Confcommercio

Formazione e digitale. Due leve per la crescita

By Athesis Studio

L’evoluzione della pandemia continua ad essere un fattore decisivo per l’andamento delle attività del Terziario. I mesi di luglio e agosto, seguendo l’allentamento del rischio Covid grazie all’avanzata delle vaccinazioni, hanno segnato un recupero dei consumi e un buon andamento della stagione turistica. Una boccata d’ossigeno per le tante attività del commercio, dei servizi, bar, ristoranti e alberghi che, da un anno e mezzo a questa parte tra chiusure, restrizioni e incognite sulla ripresa, hanno fatto i conti con rischi seri per la loro sopravvivenza. L’autunno, tuttavia, non è esente da incognite sia per l’emergenza sanitaria tuttora presente, sia per la presenza di alcune variabili economiche di peso, come il rincaro delle materie prime, dell’energia e del gas. Le previsioni guardano anche a una possibile ripresa dell’inflazione. «Il fenomeno comincia a creare qualche apprensione - dice Sergio Rebecca, presidente della Confcommercio di Vicenza – ma rimaniamo in attesa delle decisioni del Governo, soprattutto, per mitigare l’annunciato, preoccupante, rialzo della bolletta energetica. È chiaro che eventuali tensioni sui prezzi incideranno sui comportamenti delle famiglie, rallentando i consumi. Ma restiamo fiduciosi, in linea con il progredire del recupero della domanda e del sentiment delle imprese al dettaglio che, stando ai dati più recenti, ha evidenziato un ulteriore miglioramento».

Il presidente di Confcommercio Vicenza fa riferimento alla recente analisi dell’Ufficio Studi della Confederazione nazionale sulla congiuntura. Secondo le rilevazioni, nei mesi estivi l’avanzamento della campagna vaccinale e l’allentamento di quasi tutte le restrizioni, pure in presenza di vincoli alla mobilità extra UE per il turismo, ha favorito il ritorno a livelli e comportamenti di consumo più vicini a quelli pre-pandemici. Ad agosto 2021 l’Indicatore dei Consumi Confcommercio (ICC) segnala la un incremento, su base annua, dell’ 1,2%. Il dato, il più contenuto da marzo, riflette un rallentamento del recupero della domanda per i beni e gli effetti del confronto con un mese caratterizzato anche lo scorso anno da modeste restrizioni all’attività produttiva e ai consumi. Il lento e graduale ritorno alla normalità è sottolineato da una crescita sostenuta dai servizi (+7,4%). Ma nonostante le positive performance del settore terziario degli ultimi mesi, la distanza con i livelli del 2019 rimane ampia: nei primi otto mesi del 2021 i consumi, nella metrica dell’ICC sono ancora sotto dell’11,3% rispetto a due anni fa, ma la forbice si sta rapidamente chiudendo.
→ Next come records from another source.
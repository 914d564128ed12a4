//! Face embedder via ONNX Runtime.
//!
//! Converts a cropped face image into a 192-dimensional embedding using a
//! MobileFaceNet-family model, loaded once per session.

use crate::types::Embedding;
use image::{imageops, DynamicImage, RgbImage};
use ndarray::Array4;
use ort::session::Session;
use ort::value::TensorRef;
use std::path::Path;
use thiserror::Error;

// --- Named constants ---
const MODEL_INPUT_SIZE: usize = 112;
const MODEL_MEAN: f32 = 127.5;
const MODEL_STD: f32 = 127.5; // symmetric normalization to [-1, 1]
/// Fixed embedding dimensionality produced by the model.
pub const EMBEDDING_DIM: usize = 192;
const EMBED_MODEL_VERSION: &str = "mobilefacenet";

#[derive(Error, Debug)]
pub enum EmbedderError {
    #[error("model file not found: {0}")]
    ModelNotFound(String),
    #[error("label list file not found or unreadable: {0}")]
    LabelsNotFound(String),
    #[error("label list file is empty: {0}")]
    EmptyLabels(String),
    #[error("input crop is empty")]
    EmptyInput,
    #[error("inference failed: {0}")]
    InferenceFailed(String),
    #[error("ort: {0}")]
    Ort(#[from] ort::Error),
}

/// Source of query embeddings for the matcher.
///
/// The production implementation is [`FaceEmbedder`]; tests substitute a
/// deterministic stub so matching logic runs without a model artifact.
pub trait EmbeddingSource {
    /// Extract an embedding from a cropped face image.
    fn embed(&mut self, image: &DynamicImage) -> Result<Embedding, EmbedderError>;

    /// Fixed dimensionality of every embedding this source produces.
    fn dim(&self) -> usize;
}

/// ONNX-backed face embedder.
pub struct FaceEmbedder {
    session: Session,
    labels: Vec<String>,
}

impl FaceEmbedder {
    /// Load the embedding model and its associated label list.
    ///
    /// Both artifacts are read once; the session is reused for every
    /// subsequent [`extract`](Self::extract) call.
    pub fn load(model_path: &str, labels_path: &str) -> Result<Self, EmbedderError> {
        if !Path::new(model_path).exists() {
            return Err(EmbedderError::ModelNotFound(model_path.to_string()));
        }

        let raw_labels = std::fs::read_to_string(labels_path)
            .map_err(|_| EmbedderError::LabelsNotFound(labels_path.to_string()))?;
        let labels = parse_labels(&raw_labels);
        if labels.is_empty() {
            return Err(EmbedderError::EmptyLabels(labels_path.to_string()));
        }

        let session = Session::builder()?
            .with_intra_threads(2)?
            .commit_from_file(model_path)?;

        tracing::info!(
            path = model_path,
            inputs = ?session.inputs().iter().map(|i| (i.name(), i.dtype())).collect::<Vec<_>>(),
            outputs = ?session.outputs().iter().map(|o| o.name()).collect::<Vec<_>>(),
            labels = labels.len(),
            "loaded embedding model"
        );

        Ok(Self { session, labels })
    }

    /// Labels loaded alongside the model artifact.
    pub fn labels(&self) -> &[String] {
        &self.labels
    }

    /// Extract a face embedding from a cropped face image.
    ///
    /// The crop is resized to the fixed 112×112 model input and normalized
    /// before inference. Deterministic for identical input bytes.
    pub fn extract(&mut self, image: &DynamicImage) -> Result<Embedding, EmbedderError> {
        if image.width() == 0 || image.height() == 0 {
            return Err(EmbedderError::EmptyInput);
        }

        let resized = image
            .resize_exact(
                MODEL_INPUT_SIZE as u32,
                MODEL_INPUT_SIZE as u32,
                imageops::FilterType::Triangle,
            )
            .to_rgb8();

        let input = Self::preprocess(&resized);

        let outputs = self.session.run(ort::inputs![TensorRef::from_array_view(input.view())?])?;

        let (_, raw_data) = outputs[0]
            .try_extract_tensor::<f32>()
            .map_err(|e| EmbedderError::InferenceFailed(format!("embedding extraction: {e}")))?;

        let raw: Vec<f32> = raw_data.to_vec();

        if raw.len() != EMBEDDING_DIM {
            return Err(EmbedderError::InferenceFailed(format!(
                "expected {EMBEDDING_DIM}-dim embedding, got {}",
                raw.len()
            )));
        }

        // L2-normalize the embedding
        let norm: f32 = raw.iter().map(|x| x * x).sum::<f32>().sqrt();
        let values = if norm > 0.0 {
            raw.iter().map(|x| x / norm).collect()
        } else {
            raw
        };

        Ok(Embedding {
            values,
            model_version: Some(EMBED_MODEL_VERSION.to_string()),
        })
    }

    /// Preprocess a 112×112 RGB crop into a NCHW float tensor.
    fn preprocess(crop: &RgbImage) -> Array4<f32> {
        let size = MODEL_INPUT_SIZE;
        let mut tensor = Array4::<f32>::zeros((1, 3, size, size));

        for (x, y, pixel) in crop.enumerate_pixels() {
            for c in 0..3 {
                tensor[[0, c, y as usize, x as usize]] =
                    (pixel.0[c] as f32 - MODEL_MEAN) / MODEL_STD;
            }
        }

        tensor
    }
}

impl EmbeddingSource for FaceEmbedder {
    fn embed(&mut self, image: &DynamicImage) -> Result<Embedding, EmbedderError> {
        self.extract(image)
    }

    fn dim(&self) -> usize {
        EMBEDDING_DIM
    }
}

/// Parse a label list file: one label per line, blank lines ignored.
fn parse_labels(raw: &str) -> Vec<String> {
    raw.lines()
        .map(str::trim)
        .filter(|l| !l.is_empty())
        .map(str::to_string)
        .collect()
}
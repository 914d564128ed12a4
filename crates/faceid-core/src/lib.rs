//! faceid-core — On-device face recognition matching core.
//!
//! Turns a detected face crop into an identity decision: a MobileFaceNet-family
//! model (via ONNX Runtime) produces a fixed-length embedding, which is scored
//! against an in-memory gallery of registered identities by Euclidean distance.
//! Face detection, camera capture, and overlay rendering are the host's job;
//! this crate only consumes crops and produces labeled, scored results.

pub mod embedder;
pub mod gallery;
pub mod matcher;
pub mod types;

pub use embedder::{EmbedderError, EmbeddingSource, FaceEmbedder, EMBEDDING_DIM};
pub use gallery::Gallery;
pub use matcher::{Enrollment, FaceMatcher, MatcherError, DEFAULT_MATCH_THRESHOLD};
pub use types::{BoundingBox, Embedding, IdentityRecord, MatchResult};
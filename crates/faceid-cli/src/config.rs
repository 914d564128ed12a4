use std::path::PathBuf;

/// CLI configuration, loaded from environment variables.
pub struct Config {
    /// Directory containing the model and label artifacts.
    pub model_dir: PathBuf,
    /// Euclidean distance threshold for a positive match.
    pub match_threshold: f32,
}

impl Config {
    /// Load configuration from `FACEID_*` environment variables with defaults.
    pub fn from_env() -> Self {
        Self {
            model_dir: std::env::var("FACEID_MODEL_DIR")
                .map(PathBuf::from)
                .unwrap_or_else(|_| PathBuf::from("models")),
            match_threshold: env_f32(
                "FACEID_MATCH_THRESHOLD",
                faceid_core::DEFAULT_MATCH_THRESHOLD,
            ),
        }
    }

    /// Path to the embedding model.
    pub fn model_path(&self) -> String {
        std::env::var("FACEID_MODEL_PATH").unwrap_or_else(|_| {
            self.model_dir
                .join("mobilefacenet.onnx")
                .to_string_lossy()
                .into_owned()
        })
    }

    /// Path to the label list shipped with the model.
    pub fn labels_path(&self) -> String {
        std::env::var("FACEID_LABELS_PATH").unwrap_or_else(|_| {
            self.model_dir
                .join("labels.txt")
                .to_string_lossy()
                .into_owned()
        })
    }
}

fn env_f32(key: &str, default: f32) -> f32 {
    std::env::var(key)
        .ok()
        .and_then(|v| v.parse().ok())
        .unwrap_or(default)
}
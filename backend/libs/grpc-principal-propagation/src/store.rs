//! In-memory token store
//!
//! A [`CredentialValidator`] backed by a concurrent map of token -> principal.
//! Suitable for development, single-node deployments and tests.

use crate::error::CredentialError;
use crate::validator::{AccessToken, CredentialValidator};
use async_trait::async_trait;
use dashmap::DashMap;
use std::fmt;
use tracing::debug;

/// Concurrent token store resolving tokens to cloned principals
///
/// Revoking a token removes it; later resolutions report it as invalid.
pub struct InMemoryTokenStore<P> {
    tokens: DashMap<String, P>,
}

impl<P> fmt::Debug for InMemoryTokenStore<P> {
    fn fmt(&self, f: &mut fmt::Formatter<'_>) -> fmt::Result {
        f.debug_struct("InMemoryTokenStore")
            .field("tokens", &self.tokens.len())
            .finish()
    }
}

impl<P> Default for InMemoryTokenStore<P> {
    fn default() -> Self {
        Self {
            tokens: DashMap::new(),
        }
    }
}

impl<P> InMemoryTokenStore<P>
where
    P: Clone + Send + Sync + 'static,
{
    pub fn new() -> Self {
        Self::default()
    }

    /// Register a token, replacing any principal previously stored under it
    pub fn insert(&self, token: impl Into<String>, principal: P) -> Option<P> {
        self.tokens.insert(token.into(), principal)
    }

    /// Revoke a token, returning the principal it mapped to
    pub fn revoke(&self, token: &str) -> Option<P> {
        self.tokens.remove(token).map(|(_, principal)| principal)
    }

    pub fn len(&self) -> usize {
        self.tokens.len()
    }

    pub fn is_empty(&self) -> bool {
        self.tokens.is_empty()
    }
}

impl<P> FromIterator<(String, P)> for InMemoryTokenStore<P> {
    fn from_iter<I: IntoIterator<Item = (String, P)>>(iter: I) -> Self {
        Self {
            tokens: iter.into_iter().collect(),
        }
    }
}

#[async_trait]
impl<P> CredentialValidator for InMemoryTokenStore<P>
where
    P: Clone + Send + Sync + 'static,
{
    type Principal = P;

    async fn resolve(&self, token: &AccessToken) -> Result<P, CredentialError> {
        match self.tokens.get(token.value()) {
            Some(entry) => Ok(entry.value().clone()),
            None => {
                debug!("Token not found in store");
                Err(CredentialError::invalid("unknown or revoked token"))
            }
        }
    }
}
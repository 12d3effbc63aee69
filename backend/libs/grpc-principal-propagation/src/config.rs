//! Interceptor configuration
//!
//! Defaults match the wire contract clients already use: the bearer token
//! travels in the `oauth_token` metadata key and handlers read the resolved
//! identity from the `principal` attribute.

use crate::error::ConfigError;
use std::str::FromStr;
use std::time::Duration;
use tonic::metadata::AsciiMetadataKey;
use tracing::info;

/// Metadata key carrying the bearer credential
pub const OAUTH_TOKEN_HEADER: &str = "oauth_token";

/// Call-scope attribute under which the resolved principal is exposed
pub const PRINCIPAL_ATTRIBUTE: &str = "principal";

const DEFAULT_RESOLVE_TIMEOUT: Duration = Duration::from_secs(5);

/// What to do when the credential service itself fails
///
/// Invalid credentials always degrade to anonymous. This policy only governs
/// `Unavailable`/`Internal` validator errors and resolution timeouts.
#[derive(Debug, Clone, Copy, PartialEq, Eq, Default)]
pub enum FailurePolicy {
    /// Forward the call anonymously
    #[default]
    FailOpen,
    /// Reject the call with `Status::unavailable`
    FailClosed,
}

impl FromStr for FailurePolicy {
    type Err = ConfigError;

    fn from_str(s: &str) -> Result<Self, Self::Err> {
        match s.trim().to_ascii_lowercase().as_str() {
            "fail_open" | "open" => Ok(Self::FailOpen),
            "fail_closed" | "closed" => Ok(Self::FailClosed),
            _ => Err(ConfigError::InvalidValue {
                var: "PRINCIPAL_FAILURE_POLICY",
                value: s.to_string(),
            }),
        }
    }
}

/// Configuration shared by [`PrincipalInterceptor`](crate::PrincipalInterceptor)
/// and [`PrincipalLayer`](crate::PrincipalLayer)
#[derive(Debug, Clone, PartialEq, Eq)]
pub struct InterceptorConfig {
    /// Metadata key holding the bearer token (lowercase ASCII)
    pub credential_header: String,
    /// Name of the call-scope attribute the principal is bound to
    pub principal_attribute: String,
    /// Upper bound on a single credential resolution
    pub resolve_timeout: Duration,
    pub failure_policy: FailurePolicy,
}

impl Default for InterceptorConfig {
    fn default() -> Self {
        Self {
            credential_header: OAUTH_TOKEN_HEADER.to_string(),
            principal_attribute: PRINCIPAL_ATTRIBUTE.to_string(),
            resolve_timeout: DEFAULT_RESOLVE_TIMEOUT,
            failure_policy: FailurePolicy::default(),
        }
    }
}

impl InterceptorConfig {
    /// Load configuration from environment variables
    ///
    /// **Environment Variables**:
    /// - `PRINCIPAL_CREDENTIAL_HEADER`: metadata key (default `oauth_token`)
    /// - `PRINCIPAL_ATTRIBUTE_NAME`: call-scope attribute (default `principal`)
    /// - `PRINCIPAL_RESOLVE_TIMEOUT_MS`: resolution timeout (default 5000)
    /// - `PRINCIPAL_FAILURE_POLICY`: `fail_open` (default) or `fail_closed`
    ///
    /// ## Errors
    ///
    /// Returns `ConfigError` if any variable is set to an unusable value.
    pub fn from_env() -> Result<Self, ConfigError> {
        let mut config = Self::default();

        if let Ok(header) = std::env::var("PRINCIPAL_CREDENTIAL_HEADER") {
            config = config.with_credential_header(header)?;
        }

        if let Ok(attribute) = std::env::var("PRINCIPAL_ATTRIBUTE_NAME") {
            config = config.with_principal_attribute(attribute)?;
        }

        if let Ok(raw) = std::env::var("PRINCIPAL_RESOLVE_TIMEOUT_MS") {
            let millis = raw
                .trim()
                .parse::<u64>()
                .ok()
                .filter(|ms| *ms > 0)
                .ok_or_else(|| ConfigError::InvalidValue {
                    var: "PRINCIPAL_RESOLVE_TIMEOUT_MS",
                    value: raw.clone(),
                })?;
            config.resolve_timeout = Duration::from_millis(millis);
        }

        if let Ok(raw) = std::env::var("PRINCIPAL_FAILURE_POLICY") {
            config.failure_policy = raw.parse()?;
        }

        info!(
            credential_header = %config.credential_header,
            principal_attribute = %config.principal_attribute,
            resolve_timeout_ms = config.resolve_timeout.as_millis() as u64,
            failure_policy = ?config.failure_policy,
            "Principal interceptor configuration loaded"
        );

        Ok(config)
    }

    /// Set the credential header, validating it as an ASCII metadata key
    ///
    /// ## Errors
    ///
    /// Returns `ConfigError::InvalidHeader` for binary (`-bin`) keys or names
    /// that are not legal metadata keys.
    pub fn with_credential_header(mut self, header: impl Into<String>) -> Result<Self, ConfigError> {
        let header = header.into().trim().to_ascii_lowercase();

        if header.is_empty() || AsciiMetadataKey::from_bytes(header.as_bytes()).is_err() {
            return Err(ConfigError::InvalidHeader(header));
        }

        self.credential_header = header;
        Ok(self)
    }

    /// Set the principal attribute name
    ///
    /// ## Errors
    ///
    /// Returns `ConfigError::EmptyAttribute` for a blank name.
    pub fn with_principal_attribute(
        mut self,
        attribute: impl Into<String>,
    ) -> Result<Self, ConfigError> {
        let attribute = attribute.into();
        if attribute.trim().is_empty() {
            return Err(ConfigError::EmptyAttribute);
        }

        self.principal_attribute = attribute;
        Ok(self)
    }

    pub fn with_resolve_timeout(mut self, timeout: Duration) -> Self {
        self.resolve_timeout = timeout;
        self
    }

    pub fn with_failure_policy(mut self, policy: FailurePolicy) -> Self {
        self.failure_policy = policy;
        self
    }
}
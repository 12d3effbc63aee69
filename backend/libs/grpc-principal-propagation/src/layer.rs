//! Tower layer running the principal interceptor in front of tonic services
use crate::extensions::AuthenticatedPrincipal;
use crate::interceptor::PrincipalInterceptor;
use crate::validator::CredentialValidator;
use std::future::Future;
use std::pin::Pin;
use std::task::{Context, Poll};
use tonic::body::BoxBody;
use tonic::codegen::http;
use tonic::metadata::MetadataMap;
use tower::{Layer, Service};

/// Principal Layer for Tower services
///
/// Resolves the caller's principal before the request reaches the wrapped
/// service and stores it as [`AuthenticatedPrincipal`] in the request
/// extensions. Anonymous requests pass through with no extension set.
/// When the client goes away the response future is dropped, and any
/// in-flight resolution with it.
///
/// ```rust,no_run
/// use grpc_principal_propagation::{InMemoryTokenStore, PrincipalInterceptor, PrincipalLayer};
/// use std::sync::Arc;
///
/// let store = Arc::new(InMemoryTokenStore::<String>::new());
/// let layer = PrincipalLayer::new(PrincipalInterceptor::new(store));
/// // Server::builder().layer(layer).add_service(...)
/// ```
pub struct PrincipalLayer<V> {
    interceptor: PrincipalInterceptor<V>,
}

impl<V> PrincipalLayer<V> {
    pub fn new(interceptor: PrincipalInterceptor<V>) -> Self {
        Self { interceptor }
    }
}

impl<V> Clone for PrincipalLayer<V> {
    fn clone(&self) -> Self {
        Self {
            interceptor: self.interceptor.clone(),
        }
    }
}

impl<S, V> Layer<S> for PrincipalLayer<V> {
    type Service = PrincipalService<S, V>;

    fn layer(&self, service: S) -> Self::Service {
        PrincipalService {
            inner: service,
            interceptor: self.interceptor.clone(),
        }
    }
}

pub struct PrincipalService<S, V> {
    inner: S,
    interceptor: PrincipalInterceptor<V>,
}

impl<S: Clone, V> Clone for PrincipalService<S, V> {
    fn clone(&self) -> Self {
        Self {
            inner: self.inner.clone(),
            interceptor: self.interceptor.clone(),
        }
    }
}

impl<S, V, B> Service<http::Request<B>> for PrincipalService<S, V>
where
    S: Service<http::Request<B>, Response = http::Response<BoxBody>> + Clone + Send + 'static,
    S::Future: Send,
    V: CredentialValidator,
    B: Send + 'static,
{
    type Response = S::Response;
    type Error = S::Error;
    type Future = Pin<Box<dyn Future<Output = Result<Self::Response, Self::Error>> + Send>>;

    fn poll_ready(&mut self, cx: &mut Context<'_>) -> Poll<Result<(), Self::Error>> {
        self.inner.poll_ready(cx)
    }

    fn call(&mut self, mut req: http::Request<B>) -> Self::Future {
        // Take the service that was polled ready, leave a fresh clone behind
        let clone = self.inner.clone();
        let mut inner = std::mem::replace(&mut self.inner, clone);
        let interceptor = self.interceptor.clone();

        Box::pin(async move {
            // Only this call's principal may ever be attached
            req.extensions_mut()
                .remove::<AuthenticatedPrincipal<V::Principal>>();

            let metadata = MetadataMap::from_headers(req.headers().clone());
            interceptor.log_incoming(req.uri().path(), &metadata);

            match interceptor.authenticate(&metadata).await {
                Ok(Some(principal)) => {
                    req.extensions_mut()
                        .insert(AuthenticatedPrincipal::new(principal));
                }
                Ok(None) => {}
                Err(status) => return Ok(status.into_http()),
            }

            inner.call(req).await
        })
    }
}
«Confortano e fanno ben sperare soprattutto alcuni segnali che provengono dall’economia locale – dice Rebecca –: dai dati positivi sulla ripresa del turismo in città e nelle località di montagna, il successo di pubblico agli eventi di settembre in centro storico, che hanno risvegliato la socialità, la voglia di frequentare bar e ristoranti, di fare nuovi acquisti. In questa realtà, che guarda fiduciosa oltre la pandemia, grazie anche alla buona tenuta del tessuto produttivo locale – afferma Rebecca – noi di Confcommercio continuiamo ad agire su alcune leve che spingono alla crescita delle imprese del Terziario. In primis, quella del potenziamento del digitale, dando gli strumenti, anche alle aziende più piccole, per essere presenti sul web e sfruttarne i vantaggi. Nei mesi di chiusura per pandemia molte nostre imprese si sono “salvate” proprio grazie ad internet, riuscendo a erogare lo stesso parte dei servizi ai loro clienti».

Tra le altre leve che Confcommercio Vicenza attiva fortemente è quella della formazione, sia per i titolari d’impresa che per dipendenti e collaboratori. «Da circa una decina d’anni, dopo l’avvio del nostro Centro Formazione di Creazzo - conferma il Presidente di Confcommercio Vicenza - riscontriamo che le aziende di successo e con più chances per il futuro sono quelle che guardano alle tendenze del mercato e a nuovi format. Molte negli anni hanno verificato con mano” i benefici di investire in formazione, non solo quella obbligatoria, ma in percorsi che apportano soprattutto nuove idee e l’apprendimento di metodi e tecnologie più performanti al proprio business. Al Centro abbiamo puntato molto anche sulla formazione di giovani da inserire stabilmente nelle professioni più innovative che riguardano la digitalizzazione delle imprese e la sostenibilità ».